Я померила длину выхода за букву: с обеих сторон линия выступала за крайнюю букву на одинаковую малость, слева и справа одинаково, будто отмеряли.
Это была одна рука. Я установила бы это под присягой.
Потом я достала свой карандаш.
* * *
Он лежал у меня в сумке с того вечера, когда я обвела на столе конверт.
Я положила его рядом с листом и провела пробную черту на обороте чистой карточки. Потом ещё одну, с нажимом. Потом — уступом, ослабляя к концу.
Оттенок был тот же.
Не похожий — тот. Синий редкий, холодный, уходящий в серое на слабом нажиме; таких грифелей в наборах не кладут, я перебрала в лавке всё, что там стояло, ещё зимой, и не нашла. Крошка ложилась в волокно одинаково: крупная, с блеском на изломе.
Я сличила две линии — свою пробную и ту, что зачёркивала человека, — под лупой, рядом, на одном свете.
Различий не установила.
* * *
В архиве я держу дела, за которыми никто не придёт.
Это мой участок: имущество без наследников, вещи без хозяев, коробки, которые выдают мне на стол.

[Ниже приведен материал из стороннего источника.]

impl GstDemuxer {
    pub fn new() -> Self {
        Self {
            pipeline: None,
            units: None,
            pending: None,
        }
    }

    fn launch_description(url: &str) -> String {
        let source = if url.starts_with("rtsp://") || url.starts_with("rtsps://") {
            format!(
                "rtspsrc location=\"{}\" latency=200 protocols=tcp ! rtph264depay",
                url
            )
        } else {
            format!("urisourcebin uri=\"{}\" ! parsebin", url)
        };
        format!("{} ! {}", source, DEMUX_TAIL)
    }

    fn appsink(pipeline: &gst::Pipeline, name: &str) -> Result<AppSink> {
        pipeline
            .by_name(name)
            .ok_or_else(|| CaptureError::MediaError(format!("no appsink '{}' in pipeline", name)))?
            .downcast::<AppSink>()
            .map_err(|_| CaptureError::MediaError(format!("'{}' is not an appsink", name)))
    }

    fn wire_packets(sink: &AppSink, tx: mpsc::Sender<Result<Unit>>, caps: Arc<Mutex<Option<gst::Caps>>>) {
        sink.set_callbacks(
            AppSinkCallbacks::builder()
                .new_sample(move |sink| {
                    let sample = sink.pull_sample().map_err(|_| gst::FlowError::Eos)?;
                    if let Ok(mut slot) = caps.lock() {
                        if slot.is_none() {
                            *slot = sample.caps_owned();
                        }
                    }
                    let buffer = sample.buffer().ok_or(gst::FlowError::Error)?;
                    let map = buffer.map_readable().map_err(|_| gst::FlowError::Error)?;

                    let packet = Packet {
                        data: Bytes::copy_from_slice(map.as_slice()),
                        pts: buffer.pts().map(|t| Duration::from_nanos(t.nseconds())),
                        duration: buffer.duration().map(|t| Duration::from_nanos(t.nseconds())),
                        keyframe: !buffer.flags().contains(gst::BufferFlags::DELTA_UNIT),
                    };

                    // Packets are never dropped: block the streaming thread instead.
                    tx.blocking_send(Ok(Unit::Packet(packet)))
                        .map_err(|_| gst::FlowError::Flushing)?;
                    Ok(gst::FlowSuccess::Ok)
                })
                .build(),
        );
    }

    fn wire_frames(sink: &AppSink, tx: mpsc::Sender<Result<Unit>>) {
        sink.set_callbacks(
            AppSinkCallbacks::builder()
                .new_sample(move |sink| {
                    let sample = sink.pull_sample().map_err(|_| gst::FlowError::Eos)?;
                    let caps = sample.caps().ok_or(gst::FlowError::Error)?;
                    let info = gstreamer_video::VideoInfo::from_caps(caps)
                        .map_err(|_| gst::FlowError::NotNegotiated)?;
                    let buffer = sample.buffer().ok_or(gst::FlowError::Error)?;
                    let map = buffer.map_readable().map_err(|_| gst::FlowError::Error)?;

                    let width = info.width();
                    let height = info.height();
                    let row = (width * 3) as usize;
                    let stride = info.stride()[0] as usize;
                    let data = if stride == row {
                        Bytes::copy_from_slice(map.as_slice())
                    } else {
                        let mut packed = Vec::with_capacity(row * height as usize);
                        for line in map.as_slice().chunks(stride).take(height as usize) {
                            packed.extend_from_slice(&line[..row.min(line.len())]);
                        }
                        Bytes::from(packed)
                    };

                    let frame = Frame {
                        width,
                        height,
                        data,
                        pts: buffer.pts().map(|t| Duration::from_nanos(t.nseconds())),
                    };

                    // Decoded frames only feed previews, drop them when the reader lags.
                    let _ = tx.try_send(Ok(Unit::Frame(frame)));
                    Ok(gst::FlowSuccess::Ok)
                })
                .build(),
        );
    }

    fn watch_bus(pipeline: &gst::Pipeline, tx: mpsc::Sender<Result<Unit>>) -> Result<()> {
        let bus = pipeline
            .bus()
            .ok_or_else(|| CaptureError::MediaError("pipeline has no bus".to_string()))?;

        std::thread::spawn(move || {
            for msg in bus.iter_timed(gst::ClockTime::NONE) {
                match msg.view() {
                    gst::MessageView::Eos(..) => {
                        let _ = tx.blocking_send(Err(CaptureError::EndOfStream));
                        break;
                    }
                    gst::MessageView::Error(err) => {
                        let _ = tx.blocking_send(Err(CaptureError::ReadError(format!(
                            "{} ({:?})",
                            err.error(),
                            err.debug()
                        ))));
                        break;
                    }
                    gst::MessageView::Application(app)
                        if app.structure().map(|s| s.has_name(CLOSE_MESSAGE)).unwrap_or(false) =>
                    {
                        break;
                    }
                    _ => {}
                }
            }
            debug!("GStreamer bus watcher exited");
        });
        Ok(())
    }

    fn descriptor_from_caps(caps: Option<gst::Caps>) -> Result<CodecDescriptor> {
        let caps = caps.ok_or_else(|| CaptureError::SourceUnavailable("no caps negotiated".to_string()))?;
        let structure = caps
            .structure(0)
            .ok_or_else(|| CaptureError::SourceUnavailable("empty caps".to_string()))?;

        let width = structure.get::<i32>("width").unwrap_or(0).max(0) as u32;
        let height = structure.get::<i32>("height").unwrap_or(0).max(0) as u32;
        let framerate = structure
            .get::<gst::Fraction>("framerate")
            .ok()
            .filter(|f| f.denom() > 0)
            .map(|f| (f.numer() / f.denom()).max(0) as u32);

        Ok(CodecDescriptor {
            codec: VideoCodec::H264,
            width,
            height,
            framerate,
            caps: Some(caps.to_string()),
            header: Bytes::new(),
        })
    }

    /// Detaches the pipeline from the reader. The unit channel closes first so
    /// a streaming thread parked in `blocking_send` returns `Flushing` instead
    /// of holding up the state change.
    fn release(&mut self) -> Option<gst::Pipeline> {
        self.units = None;
        self.pending = None;

        let pipeline = self.pipeline.take()?;
        if let Some(bus) = pipeline.bus() {
            let _ = bus.post(gst::message::Application::new(gst::Structure::new_empty(
                CLOSE_MESSAGE,
            )));
        }
        Some(pipeline)
    }

    fn stop(pipeline: &gst::Pipeline) {
        if let Err(e) = pipeline.set_state(gst::State::Null) {
            warn!("Failed to stop GStreamer pipeline: {}", e);
        }
    }

    async fn shutdown(&mut self) -> Result<()> {
        if let Some(pipeline) = self.release() {
            tokio::task::spawn_blocking(move || Self::stop(&pipeline)).await?;
        }
        Ok(())
    }

    async fn start(&mut self, description: &str, label: &str) -> Result<CodecDescriptors> {
        gst::init()?;

        debug!("Creating GStreamer pipeline: {}", description);
        let pipeline = gst::parse::launch(description)
            .map_err(|e| CaptureError::SourceUnavailable(format!("{}: {}", label, e)))?
            .downcast::<gst::Pipeline>()
            .map_err(|_| CaptureError::MediaError("launch line is not a pipeline".to_string()))?;

        let (tx, rx) = mpsc::channel(UNIT_BUFFER);
        let caps = Arc::new(Mutex::new(None));
        Self::wire_packets(&Self::appsink(&pipeline, "packets")?, tx.clone(), caps.clone());
        Self::wire_frames(&Self::appsink(&pipeline, "frames")?, tx.clone());
        Self::watch_bus(&pipeline, tx)?;

        self.pipeline = Some(pipeline.clone());
        self.units = Some(rx);

        if let Err(e) = pipeline.set_state(gst::State::Playing) {
            let _ = self.shutdown().await;
            return Err(CaptureError::SourceUnavailable(format!("{}: {}", label, e)));
        }

        let first = loop {
            let next = match self.units.as_mut() {
                Some(units) => tokio::time::timeout(PROBE_TIMEOUT, units.recv()).await,
                None => break None,
            };
            match next {
                Ok(Some(Ok(Unit::Packet(packet)))) => break Some(Unit::Packet(packet)),
                Ok(Some(Ok(Unit::Frame(_)))) => continue,
                Ok(Some(Err(e))) => {
                    warn!("{} failed while probing: {}", label, e);
                    break None;
                }
                Ok(None) | Err(_) => break None,
            }
        };

        let Some(first) = first else {
            let _ = self.shutdown().await;
            return Err(CaptureError::SourceUnavailable(format!(
                "{}: no H.264 video within {:?}",
                label, PROBE_TIMEOUT
            )));
        };

        let slot = caps.lock().ok().and_then(|mut slot| slot.take());
        let descriptor = match Self::descriptor_from_caps(slot) {
            Ok(descriptor) => descriptor,
            Err(e) => {
                let _ = self.shutdown().await;
                return Err(e);
            }
        };

        info!(
            "GStreamer source {} is {}x{} H.264",
            label, descriptor.width, descriptor.height
        );
        self.pending = Some(first);
        Ok(CodecDescriptors::single(descriptor))
    }
}
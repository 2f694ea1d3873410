use thiserror::Error;

#[derive(Error, Debug)]
pub enum CaptureError {
    #[error("Source unavailable: {0}")]
    SourceUnavailable(String),

    #[error("Read error: {0}")]
    ReadError(String),

    #[error("End of stream")]
    EndOfStream,

    #[error("Writer error: {0}")]
    WriterError(String),

    #[error("Rotation error: {0}")]
    RotationError(String),

    #[error("Upload error: {0}")]
    UploadError(String),

    #[error("Configuration error: {0}")]
    ConfigError(String),

    #[error("Media error: {0}")]
    MediaError(String),

    #[error("Invalid state: {0}")]
    InvalidState(String),

    #[error("IO error: {0}")]
    IoError(#[from] std::io::Error),

    #[error("Image error: {0}")]
    ImageError(#[from] image::ImageError),
}

impl From<config::ConfigError> for CaptureError {
    fn from(error: config::ConfigError) -> Self {
        CaptureError::ConfigError(error.to_string())
    }
}

impl From<validator::ValidationErrors> for CaptureError {
    fn from(error: validator::ValidationErrors) -> Self {
        CaptureError::ConfigError(error.to_string())
    }
}

impl From<reqwest::Error> for CaptureError {
    fn from(error: reqwest::Error) -> Self {
        if error.is_connect() || error.is_status() || error.is_builder() {
            CaptureError::SourceUnavailable(error.to_string())
        } else {
            CaptureError::ReadError(error.to_string())
        }
    }
}

impl From<tokio::task::JoinError> for CaptureError {
    fn from(error: tokio::task::JoinError) -> Self {
        CaptureError::InvalidState(format!("task failed: {}", error))
    }
}

#[cfg(feature = "gstreamer")]
impl From<gstreamer::glib::Error> for CaptureError {
    fn from(error: gstreamer::glib::Error) -> Self {
        CaptureError::MediaError(error.to_string())
    }
}

#[cfg(feature = "gstreamer")]
impl From<gstreamer::glib::BoolError> for CaptureError {
    fn from(error: gstreamer::glib::BoolError) -> Self {
        CaptureError::MediaError(error.to_string())
    }
}

#[cfg(feature = "gstreamer")]
impl From<gstreamer::StateChangeError> for CaptureError {
    fn from(error: gstreamer::StateChangeError) -> Self {
        CaptureError::MediaError(error.to_string())
    }
}

pub type Result<T> = std::result::Result<T, CaptureError>;
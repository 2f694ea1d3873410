use lookout_common::utils::{duration, validate_url};
use serde::{Deserialize, Serialize};
use std::collections::HashSet;
use std::{path::PathBuf, time::Duration};
use validator::{Validate, ValidationError};

use crate::error::Result;

#[derive(Debug, Serialize, Deserialize, Clone, Validate, Default)]
#[serde(default)]
#[validate(schema(function = "validate_capture_config"))]
pub struct CaptureConfig {
    #[validate]
    pub cameras: Vec<CameraConfig>,
    #[validate]
    pub storage: StorageConfig,
    #[validate]
    pub cloud: CloudConfig,
    #[validate]
    pub still: StillConfig,
    pub server: ServerConfig,
    pub logging: LoggingConfig,
}

#[derive(Debug, Serialize, Deserialize, Clone, Validate)]
pub struct CameraConfig {
    #[validate(length(min = 1, max = 100), custom = "validate_camera_name")]
    pub name: String,
    #[validate(custom = "validate_source")]
    pub source: String,
}

#[derive(Debug, Serialize, Deserialize, Clone, Copy, PartialEq, Eq)]
#[serde(rename_all = "lowercase")]
pub enum StorageMode {
    Local,
    S3,
    Disabled,
}

#[derive(Debug, Serialize, Deserialize, Clone, Validate)]
#[serde(default)]
pub struct StorageConfig {
    pub mode: StorageMode,
    #[serde(with = "duration")]
    #[validate(custom = "validate_non_zero")]
    pub rotation_interval: Duration,
    pub segment_dir: PathBuf,
}

#[derive(Debug, Serialize, Deserialize, Clone, Validate)]
#[serde(default)]
pub struct CloudConfig {
    pub bucket: String,
    pub region: String,
    pub access_key: String,
    pub secret_key: String,
    pub endpoint_url: Option<String>,
    pub prefix: String,
    #[validate(range(min = 1, max = 20))]
    pub max_attempts: u32,
    #[serde(with = "duration")]
    pub retry_backoff: Duration,
    #[serde(with = "duration")]
    pub shutdown_grace: Duration,
}

#[derive(Debug, Serialize, Deserialize, Clone, Validate)]
#[serde(default)]
pub struct StillConfig {
    #[validate(range(min = 16, max = 7680))]
    pub width: u32,
    #[validate(range(min = 16, max = 4320))]
    pub height: u32,
    #[validate(range(min = 1, max = 100))]
    pub quality: u8,
    #[serde(with = "duration")]
    #[validate(custom = "validate_non_zero")]
    pub interval: Duration,
}

#[derive(Debug, Serialize, Deserialize, Clone)]
#[serde(default)]
pub struct ServerConfig {
    pub host: String,
    pub port: u16,
}

#[derive(Debug, Serialize, Deserialize, Clone)]
#[serde(default)]
pub struct LoggingConfig {
    pub level: String,
}

impl CloudConfig {
    /// Whether every credential needed to reach the bucket is present.
    pub fn ready(&self) -> bool {
        !self.bucket.is_empty()
            && !self.region.is_empty()
            && !self.access_key.is_empty()
            && !self.secret_key.is_empty()
    }
}

impl Default for StorageConfig {
    fn default() -> Self {
        Self {
            mode: StorageMode::Local,
            rotation_interval: Duration::from_secs(60),
            segment_dir: PathBuf::from("/tmp/lookout"),
        }
    }
}

impl Default for CloudConfig {
    fn default() -> Self {
        Self {
            bucket: String::new(),
            region: String::new(),
            access_key: String::new(),
            secret_key: String::new(),
            endpoint_url: None,
            prefix: String::new(),
            max_attempts: 5,
            retry_backoff: Duration::from_secs(2),
            shutdown_grace: Duration::from_secs(30),
        }
    }
}

impl Default for StillConfig {
    fn default() -> Self {
        Self {
            width: 640,
            height: 360,
            quality: 75,
            interval: Duration::from_secs(1),
        }
    }
}

impl Default for ServerConfig {
    fn default() -> Self {
        Self {
            host: "0.0.0.0".to_string(),
            port: 8080,
        }
    }
}

impl Default for LoggingConfig {
    fn default() -> Self {
        Self {
            level: "info".to_string(),
        }
    }
}

/// Reads `path` (YAML), overlays `LOOKOUT__SECTION__KEY` environment
/// variables and validates the result.
pub fn load_config(path: &str) -> Result<CaptureConfig> {
    use config::{Config, Environment, File};

    let settings = Config::builder()
        .add_source(File::with_name(path))
        .add_source(
            Environment::with_prefix("LOOKOUT")
                .prefix_separator("__")
                .separator("__")
                .try_parsing(true),
        )
        .build()?;

    let config: CaptureConfig = settings.try_deserialize()?;
    config.validate()?;
    Ok(config)
}

fn validate_camera_name(name: &str) -> std::result::Result<(), ValidationError> {
    if name
        .chars()
        .all(|c| c.is_ascii_alphanumeric() || c == '_' || c == '-')
    {
        Ok(())
    } else {
        let mut error = ValidationError::new("camera_name");
        error.message = Some(format!("camera name '{}' may only contain [A-Za-z0-9_-]", name).into());
        Err(error)
    }
}

fn validate_source(source: &str) -> std::result::Result<(), ValidationError> {
    validate_url(source).map_err(|message| {
        let mut error = ValidationError::new("source_url");
        error.message = Some(message.into());
        error
    })
}

fn validate_non_zero(value: &Duration) -> std::result::Result<(), ValidationError> {
    if value.is_zero() {
        Err(ValidationError::new("zero_duration"))
    } else {
        Ok(())
    }
}

fn validate_capture_config(config: &CaptureConfig) -> std::result::Result<(), ValidationError> {
    let mut seen = HashSet::new();
    for camera in &config.cameras {
        if !seen.insert(camera.name.as_str()) {
            let mut error = ValidationError::new("duplicate_camera");
            error.message = Some(format!("camera '{}' is configured twice", camera.name).into());
            return Err(error);
        }
    }

    if config.storage.mode == StorageMode::S3 && !config.cloud.ready() {
        let mut error = ValidationError::new("cloud_not_ready");
        error.message =
            Some("storage mode s3 needs cloud bucket, region, access_key and secret_key".into());
        return Err(error);
    }

    Ok(())
}

#[cfg(test)]
mod tests {
    use super::*;
    use crate::error::CaptureError;
    use std::io::Write;

    fn camera(name: &str, source: &str) -> CameraConfig {
        CameraConfig {
            name: name.to_string(),
            source: source.to_string(),
        }
    }

    #[test]
    fn test_default_config_is_valid() {
        let config = CaptureConfig::default();
        assert!(config.validate().is_ok());
        assert_eq!(config.storage.mode, StorageMode::Local);
        assert_eq!(config.still.interval, Duration::from_secs(1));
    }

    #[test]
    fn test_rejects_duplicate_and_malformed_names() {
        let mut config = CaptureConfig::default();
        config.cameras = vec![
            camera("front_door", "rtsp://10.0.0.2/live"),
            camera("front_door", "rtsp://10.0.0.3/live"),
        ];
        assert!(config.validate().is_err());

        config.cameras = vec![camera("front door", "rtsp://10.0.0.2/live")];
        assert!(config.validate().is_err());

        config.cameras = vec![camera("front_door", "smb://10.0.0.2/live")];
        assert!(config.validate().is_err());
    }

    #[test]
    fn test_s3_mode_requires_credentials() {
        let mut config = CaptureConfig::default();
        config.storage.mode = StorageMode::S3;
        assert!(config.validate().is_err());

        config.cloud.bucket = "recordings".to_string();
        config.cloud.region = "eu-west-1".to_string();
        config.cloud.access_key = "AKIA".to_string();
        config.cloud.secret_key = "secret".to_string();
        assert!(config.cloud.ready());
        assert!(config.validate().is_ok());
    }

    #[test]
    fn test_load_config_from_yaml() {
        let dir = tempfile::tempdir().unwrap();
        let path = dir.path().join("lookout.yaml");
        let mut file = std::fs::File::create(&path).unwrap();
        writeln!(
            file,
            "cameras:\n  - name: front_door\n    source: http://10.0.0.2/video.mjpg\n\
             storage:\n  mode: disabled\n  rotation_interval: 5m\n\
             still:\n  interval: 500ms\n  quality: 60\n"
        )
        .unwrap();

        let config = load_config(path.to_str().unwrap()).unwrap();

        assert_eq!(config.cameras.len(), 1);
        assert_eq!(config.storage.mode, StorageMode::Disabled);
        assert_eq!(config.storage.rotation_interval, Duration::from_secs(300));
        assert_eq!(config.still.interval, Duration::from_millis(500));
        assert_eq!(config.still.quality, 60);
        assert_eq!(config.still.width, 640);
        assert_eq!(config.server.port, 8080);
    }

    #[test]
    fn test_load_config_rejects_oversized_interval() {
        let dir = tempfile::tempdir().unwrap();
        let path = dir.path().join("lookout.yaml");
        std::fs::write(
            &path,
            "storage:\n  rotation_interval: 100000000000000000000h\n",
        )
        .unwrap();

        let err = load_config(path.to_str().unwrap()).unwrap_err();
        assert!(matches!(err, CaptureError::ConfigError(_)));
    }
}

Каждое такое дело я завожу сама, подшиваю сама и ставлю на полку сама, и, если бы кто-то другой вынул оттуда лист, я узнала бы об этом по корешку.
В тот вечер я подняла два дела — по обеим зачёркнутым строкам. Оба имени были из тех десяти, что нигде не находились, и всё же в моём фонде на них что-то лежало: одна из тех тонких папок, что заводят на невостребованное, когда вещь есть, а человека нет.
Первую я открыла и нашла опись на полстраницы.
Вторую открыла и не сразу поняла, на что смотрю.
Внутри лежала карточка учёта — обычная, наша, с типографской сеткой. В верхней графе стояло имя. То самое.
Поверх имени шла синяя черта.
Слева направо, чуть выше середины букв, одним движением, с уступом нажима на последней трети, с одинаковым выходом за крайнюю букву с обеих сторон.
Я сидела и смотрела на неё дольше, чем следует смотреть на документ.
Дело завела я. Четыре года назад. Подпись на обложке моя, шифр мой, порядок листов мой. Ключ от этого шкафа один, и он у меня.
Черты на карточке четыре года назад не было. Я знаю это не по памяти. Я знаю это потому, что при заведении дела опись сверяется полистно, а перечёркнутую графу вносят в опись отдельной строкой, иначе дело не примут.
В описи такой строки не было.
* * *
Я всё-таки проверила дело полистно, как проверяют при выдаче.
Листы лежали в том же порядке. Нумерация сплошная, без вставок и без изъятий: если бы карточку вынимали и возвращали, на обороте подшивки остался бы второй прокол, а прокол был один. Обложка не расшивалась — нить целая, узел мой.
Пыль в папке лежала ровно по нижнему обрезу, как ложится в закрытом за годы.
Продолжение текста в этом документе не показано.